I passi che deve percorrere un paziente ricoverato in terapia intensiva sono stati elencati da uno studio del 2008 di Morris et altri, dall’arrivo fino alla sua dimissione. Sono sostanzialmente quattro step che porteranno il paziente dall’immobilità pressoché totale fino a camminare e ad effettuare i vari passaggi (letto – carrozzina, deambulatore, etc.). Al di là della patologia, in terapia intensiva ci sono comunque anche altri limiti alla mobilizzazione, ad esempio i presidi a cui è collegato il paziente (pompe siringa, pompe per la nutrizione); il monitor parametrico a cui è collegato; la sedazione eventuale e lo stato di coscienza; oltre ai vari cateteri venosi centrali, periferici, cateteri vescicali etc. Le principali controindicazioni alla mobilizzazione sono: problemi di adeguamento pressorio, aritmie cardiache, agitazione del paziente, fratture, addome aperto, instabilità del rachide cervicale.
Più è stabile il paziente, maggiore deve essere il lavoro del fisioterapista; la mobilizzazione prevede: tecniche di mobilizzazione passiva, mobilizzazione assistita (prevede la collaborazione del paziente in modo attivo), esercizi sulla postura che il paziente effettua in autonomia.

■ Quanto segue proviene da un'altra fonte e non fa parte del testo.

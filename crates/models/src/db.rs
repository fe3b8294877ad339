use std::time::Duration;

use configs::DatabaseConfig;
use sea_orm::{ConnectOptions, Database, DatabaseConnection};

/// Connect the pooled relational handle. Callers decide whether a failure
/// here is fatal; at startup it is not.
pub async fn connect(cfg: &DatabaseConfig) -> anyhow::Result<DatabaseConnection> {
    if cfg.url.trim().is_empty() {
        anyhow::bail!("no relational url configured");
    }
    let mut opts = ConnectOptions::new(cfg.url.clone());
    opts.max_connections(cfg.max_connections)
        .min_connections(cfg.min_connections)
        .connect_timeout(Duration::from_secs(cfg.connect_timeout_secs))
        .idle_timeout(Duration::from_secs(cfg.idle_timeout_secs))
        .max_lifetime(Duration::from_secs(cfg.max_lifetime_secs))
        .acquire_timeout(Duration::from_secs(cfg.acquire_timeout_secs))
        .sqlx_logging(cfg.sqlx_logging);
    let db = Database::connect(opts).await?;
    Ok(db)
}
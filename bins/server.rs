use tracing::{error, info};

fn init_logging() {
    // Load .env early so RUST_LOG and friends apply to the subscriber.
    dotenvy::dotenv().ok();
    common::utils::logging::init_logging_default();
}

fn main() -> std::process::ExitCode {
    init_logging();

    let pid = std::process::id();
    let version = env!("CARGO_PKG_VERSION");

    std::panic::set_hook(Box::new(move |info| {
        error!(pid, message = %info, "unhandled panic occurred");
    }));

    // Worker threads from config.toml when present, TOKIO_WORKER_THREADS otherwise.
    let worker_threads = match configs::AppConfig::load_and_validate() {
        Ok(cfg) => cfg.server.worker_threads,
        Err(_) => std::env::var("TOKIO_WORKER_THREADS")
            .ok()
            .and_then(|v| v.parse::<usize>().ok()),
    };

    let mut builder = tokio::runtime::Builder::new_multi_thread();
    builder.enable_all();
    if let Some(w) = worker_threads {
        builder.worker_threads(w);
    }

    let rt = match builder.build() {
        Ok(rt) => rt,
        Err(e) => {
            error!(error = %e, "failed to build tokio runtime");
            return std::process::ExitCode::FAILURE;
        }
    };

    info!(pid, version, "drc admin api starting");

    rt.block_on(async move {
        let server_task = tokio::spawn(async move {
            if let Err(e) = server::run().await {
                error!(error = %e, "server::run returned error");
                Err(e)
            } else {
                Ok(())
            }
        });

        tokio::select! {
            res = server_task => match res {
                Ok(Ok(())) => {
                    info!(pid, "server stopped normally");
                    std::process::ExitCode::SUCCESS
                }
                Ok(Err(_)) => std::process::ExitCode::FAILURE,
                Err(e) => {
                    error!(error = %e, "server task join error");
                    std::process::ExitCode::FAILURE
                }
            },
            _ = tokio::signal::ctrl_c() => {
                info!(pid, "received Ctrl+C, shutting down");
                std::process::ExitCode::SUCCESS
            }
        }
    })
}
//! Service layer providing business-oriented operations on top of models.
//! - Each entity module instantiates the shared dual-store patterns.
//! - Store handles are passed in, never ambient, so tests can substitute fakes.
//! - Provides clear error types and documented interfaces.

pub mod errors;
#[cfg(test)]
pub mod test_support;
pub mod storage;
pub mod dual;
pub mod sequence;

pub mod assignment;
pub mod drc;
pub mod recovery_officer;
pub mod rtom;
pub mod service_type;

use sea_orm::DatabaseConnection;

use crate::errors::ServiceError;

/// The relational handle is optional for the whole process lifetime: startup
/// keeps serving when the connect fails. Resolve it at the point of use so a
/// document-store read can still succeed without it.
pub fn require_relational(db: Option<&DatabaseConnection>) -> Result<&DatabaseConnection, ServiceError> {
    db.ok_or_else(|| ServiceError::Dependency("relational store unavailable".into()))
}
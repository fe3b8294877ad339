//! Create `debt_recovery_company` table.
//!
//! Primary keys are minted by the document-store sequence counters, never by
//! the database, so `drc_id` carries no auto-increment.
use sea_orm_migration::{prelude::*, schema::*};

#[derive(DeriveMigrationName)]
pub struct Migration;

#[async_trait::async_trait]
impl MigrationTrait for Migration {
    async fn up(&self, manager: &SchemaManager) -> Result<(), DbErr> {
        manager
            .create_table(
                Table::create()
                    .table(DebtRecoveryCompany::Table)
                    .if_not_exists()
                    .col(big_integer(DebtRecoveryCompany::DrcId).primary_key())
                    .col(string_len(DebtRecoveryCompany::DrcName, 255).not_null())
                    .col(string_len(DebtRecoveryCompany::DrcAbbreviation, 64).not_null())
                    .col(string_len(DebtRecoveryCompany::ContactNumber, 32).not_null())
                    .col(string_len(DebtRecoveryCompany::DrcStatus, 16).not_null())
                    .col(timestamp_null(DebtRecoveryCompany::DrcEndDate))
                    .col(string_len(DebtRecoveryCompany::CreatedBy, 64).not_null())
                    .col(timestamp(DebtRecoveryCompany::CreatedAt).not_null())
                    .to_owned(),
            )
            .await
    }

    async fn down(&self, manager: &SchemaManager) -> Result<(), DbErr> {
        manager
            .drop_table(Table::drop().table(DebtRecoveryCompany::Table).to_owned())
            .await
    }
}

#[derive(DeriveIden)]
enum DebtRecoveryCompany {
    Table,
    DrcId,
    DrcName,
    DrcAbbreviation,
    ContactNumber,
    DrcStatus,
    DrcEndDate,
    CreatedBy,
    CreatedAt,
}
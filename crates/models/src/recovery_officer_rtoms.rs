use sea_orm::entity::prelude::*;
use serde::{Deserialize, Serialize};

#[derive(Clone, Debug, PartialEq, DeriveEntityModel, Serialize, Deserialize)]
#[sea_orm(table_name = "recovery_officer_rtoms")]
pub struct Model {
    #[sea_orm(primary_key)]
    pub id: i64,
    pub ro_id: i64,
    pub rtom_id: i64,
}

#[derive(Copy, Clone, Debug, EnumIter, DeriveRelation)]
pub enum Relation {
    #[sea_orm(
        belongs_to = "super::recovery_officer::Entity",
        from = "Column::RoId",
        to = "super::recovery_officer::Column::RoId"
    )]
    RecoveryOfficer,
    #[sea_orm(
        belongs_to = "super::rtom::Entity",
        from = "Column::RtomId",
        to = "super::rtom::Column::RtomId"
    )]
    Rtom,
}

impl Related<super::recovery_officer::Entity> for Entity {
    fn to() -> RelationDef {
        Relation::RecoveryOfficer.def()
    }
}

impl Related<super::rtom::Entity> for Entity {
    fn to() -> RelationDef {
        Relation::Rtom.def()
    }
}

impl ActiveModelBehavior for ActiveModel {}
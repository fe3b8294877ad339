use anyhow::{anyhow, Result};
use serde::Deserialize;

#[derive(Debug, Clone, Deserialize, Default)]
pub struct AppConfig {
    #[serde(default)]
    pub server: ServerConfig,
    #[serde(default)]
    pub database: DatabaseConfig,
    #[serde(default)]
    pub document_store: DocumentStoreConfig,
}

#[derive(Debug, Clone, Deserialize)]
pub struct ServerConfig {
    pub host: String,
    pub port: u16,
    #[serde(default)]
    pub worker_threads: Option<usize>,
}

impl Default for ServerConfig {
    fn default() -> Self {
        Self { host: "127.0.0.1".into(), port: 5000, worker_threads: Some(4) }
    }
}

/// Relational (MySQL) side. The URL may stay empty: the server keeps
/// serving without the relational store and degrades per request.
#[derive(Debug, Clone, Deserialize)]
pub struct DatabaseConfig {
    #[serde(default)]
    pub url: String,
    #[serde(default = "default_max_connections")]
    pub max_connections: u32,
    #[serde(default = "default_min_connections")]
    pub min_connections: u32,
    #[serde(default = "default_connect_timeout")]
    pub connect_timeout_secs: u64,
    #[serde(default = "default_idle_timeout")]
    pub idle_timeout_secs: u64,
    #[serde(default = "default_max_lifetime")]
    pub max_lifetime_secs: u64,
    #[serde(default = "default_acquire_timeout")]
    pub acquire_timeout_secs: u64,
    #[serde(default)]
    pub sqlx_logging: bool,
}

impl Default for DatabaseConfig {
    fn default() -> Self {
        Self {
            url: String::new(),
            max_connections: default_max_connections(),
            min_connections: default_min_connections(),
            connect_timeout_secs: default_connect_timeout(),
            idle_timeout_secs: default_idle_timeout(),
            max_lifetime_secs: default_max_lifetime(),
            acquire_timeout_secs: default_acquire_timeout(),
            sqlx_logging: false,
        }
    }
}

fn default_max_connections() -> u32 { 10 }
fn default_min_connections() -> u32 { 2 }
fn default_connect_timeout() -> u64 { 30 }
fn default_idle_timeout() -> u64 { 600 }
fn default_max_lifetime() -> u64 { 3600 }
fn default_acquire_timeout() -> u64 { 30 }

/// Document (MongoDB) side. Startup refuses to proceed without it, so the
/// URI must always resolve to something.
#[derive(Debug, Clone, Deserialize)]
pub struct DocumentStoreConfig {
    pub uri: String,
    pub database: String,
}

impl Default for DocumentStoreConfig {
    fn default() -> Self {
        Self { uri: "mongodb://localhost:27017".into(), database: "drs".into() }
    }
}

pub fn load_default() -> Result<AppConfig> {
    let path = std::env::var("CONFIG_PATH").unwrap_or_else(|_| "config.toml".to_string());
    load_from_file(&path)
}

pub fn load_from_file(path: &str) -> Result<AppConfig> {
    let content = std::fs::read_to_string(path)?;
    let cfg: AppConfig = toml::from_str(&content)?;
    Ok(cfg)
}

impl AppConfig {
    /// Load config.toml (falling back to built-in defaults when the file is
    /// absent), overlay environment variables, then validate.
    pub fn load_and_validate() -> Result<Self> {
        let mut cfg = load_default().unwrap_or_default();
        cfg.normalize_and_validate()?;
        Ok(cfg)
    }

    pub fn normalize_and_validate(&mut self) -> Result<()> {
        self.server.normalize()?;
        self.database.normalize_from_env();
        self.database.validate()?;
        self.document_store.normalize_from_env();
        self.document_store.validate()?;
        Ok(())
    }
}

impl ServerConfig {
    fn normalize(&mut self) -> Result<()> {
        if self.host.trim().is_empty() {
            self.host = "127.0.0.1".to_string();
        }
        if let Ok(host) = std::env::var("SERVER_HOST") {
            self.host = host;
        }
        if let Some(port) = std::env::var("SERVER_PORT").ok().and_then(|p| p.parse::<u16>().ok()) {
            self.port = port;
        }
        if self.port == 0 {
            return Err(anyhow!("server.port must be in 1..=65535"));
        }
        if self.worker_threads == Some(0) || self.worker_threads.is_none() {
            self.worker_threads = Some(4);
        }
        Ok(())
    }
}

impl DatabaseConfig {
    pub fn normalize_from_env(&mut self) {
        if let Ok(url) = std::env::var("DATABASE_URL") {
            self.url = url;
        }
    }

    pub fn validate(&self) -> Result<()> {
        if !self.url.trim().is_empty() && !self.url.to_lowercase().starts_with("mysql://") {
            return Err(anyhow!("database.url must start with mysql://"));
        }
        if self.min_connections == 0 {
            return Err(anyhow!("database.min_connections must be >= 1"));
        }
        if self.max_connections < self.min_connections {
            return Err(anyhow!("database.max_connections must be >= min_connections"));
        }
        if self.connect_timeout_secs == 0 || self.acquire_timeout_secs == 0 {
            return Err(anyhow!("database timeouts must be positive seconds"));
        }
        Ok(())
    }
}

impl DocumentStoreConfig {
    pub fn normalize_from_env(&mut self) {
        if let Ok(uri) = std::env::var("MONGODB_URI") {
            self.uri = uri;
        }
        if let Ok(database) = std::env::var("MONGODB_DATABASE") {
            self.database = database;
        }
    }

    pub fn validate(&self) -> Result<()> {
        if self.uri.trim().is_empty() {
            return Err(anyhow!("document_store.uri is empty; provide it in config.toml or MONGODB_URI"));
        }
        let lower = self.uri.to_lowercase();
        if !(lower.starts_with("mongodb://") || lower.starts_with("mongodb+srv://")) {
            return Err(anyhow!("document_store.uri must start with mongodb:// or mongodb+srv://"));
        }
        if self.database.trim().is_empty() {
            return Err(anyhow!("document_store.database is empty"));
        }
        Ok(())
    }
}

#[cfg(test)]
mod tests {
    use super::*;

    #[test]
    fn defaults_pass_validation() {
        let mut cfg = AppConfig::default();
        cfg.normalize_and_validate().expect("defaults must validate");
        assert_eq!(cfg.server.port, 5000);
        assert_eq!(cfg.document_store.database, "drs");
    }

    #[test]
    fn rejects_non_mysql_relational_url() {
        let cfg = DatabaseConfig { url: "postgres://x".into(), ..Default::default() };
        assert!(cfg.validate().is_err());
    }

    #[test]
    fn empty_relational_url_is_allowed() {
        let cfg = DatabaseConfig { url: String::new(), ..Default::default() };
        assert!(cfg.validate().is_ok());
    }

    #[test]
    fn rejects_bad_document_store_uri() {
        let cfg = DocumentStoreConfig { uri: "redis://x".into(), database: "drs".into() };
        assert!(cfg.validate().is_err());
    }
}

Le tecniche di mobilizzazione passiva comprendono: il posizionamento del paziente a 45° che si effettua con l’ausilio del letto, previene il reflusso gastro esofageo ed il rischio di ab ingestis; il decubito laterale che aiuta nella prevenzione delle lesioni da pressione e la ventilazione nei pazienti che hanno patologie polmonari; la pronazione, che permette di migliorare la ventilazione polmonare soprattutto nei pazienti con distress respiratorio acuto; movimento rotazionale continuo, che si ottiene con il basculamento continuo del letto e riduce la stagnazione delle secrezioni nei polmoni. Le tecniche di mobilizzazione assistita prevedono la collaborazione del paziente all’interno del letto, in collaborazione con l’operatore.
È prevista la mobilizzazione delle gambe e delle braccia, in modo da attivare le articolazioni e stimolare il recupero funzionale. Gli esercizi posturali, che vengono eseguiti dal paziente in autonomia, invece comprendono: stare seduti sul bordo del letto; mantenere la posizione eretta; camminare con aiuto o senza; poter effettuare esercizi da seduto.
Per la tipologia specifica del paziente, la mobilizzazione deve essere graduale e progressiva; l’operatore socio sanitario, come sappiamo, è competente nella mobilizzazione del paziente allettato, tuttavia in quanto trattasi di terapia intensiva, l’OSS mobilizza il paziente critico in stretta collaborazione e su indicazioni precise sia dell’infermiere che del fisioterapista, nei modo e nei tempi da essi indicati e con gli ausili specifici caso per caso.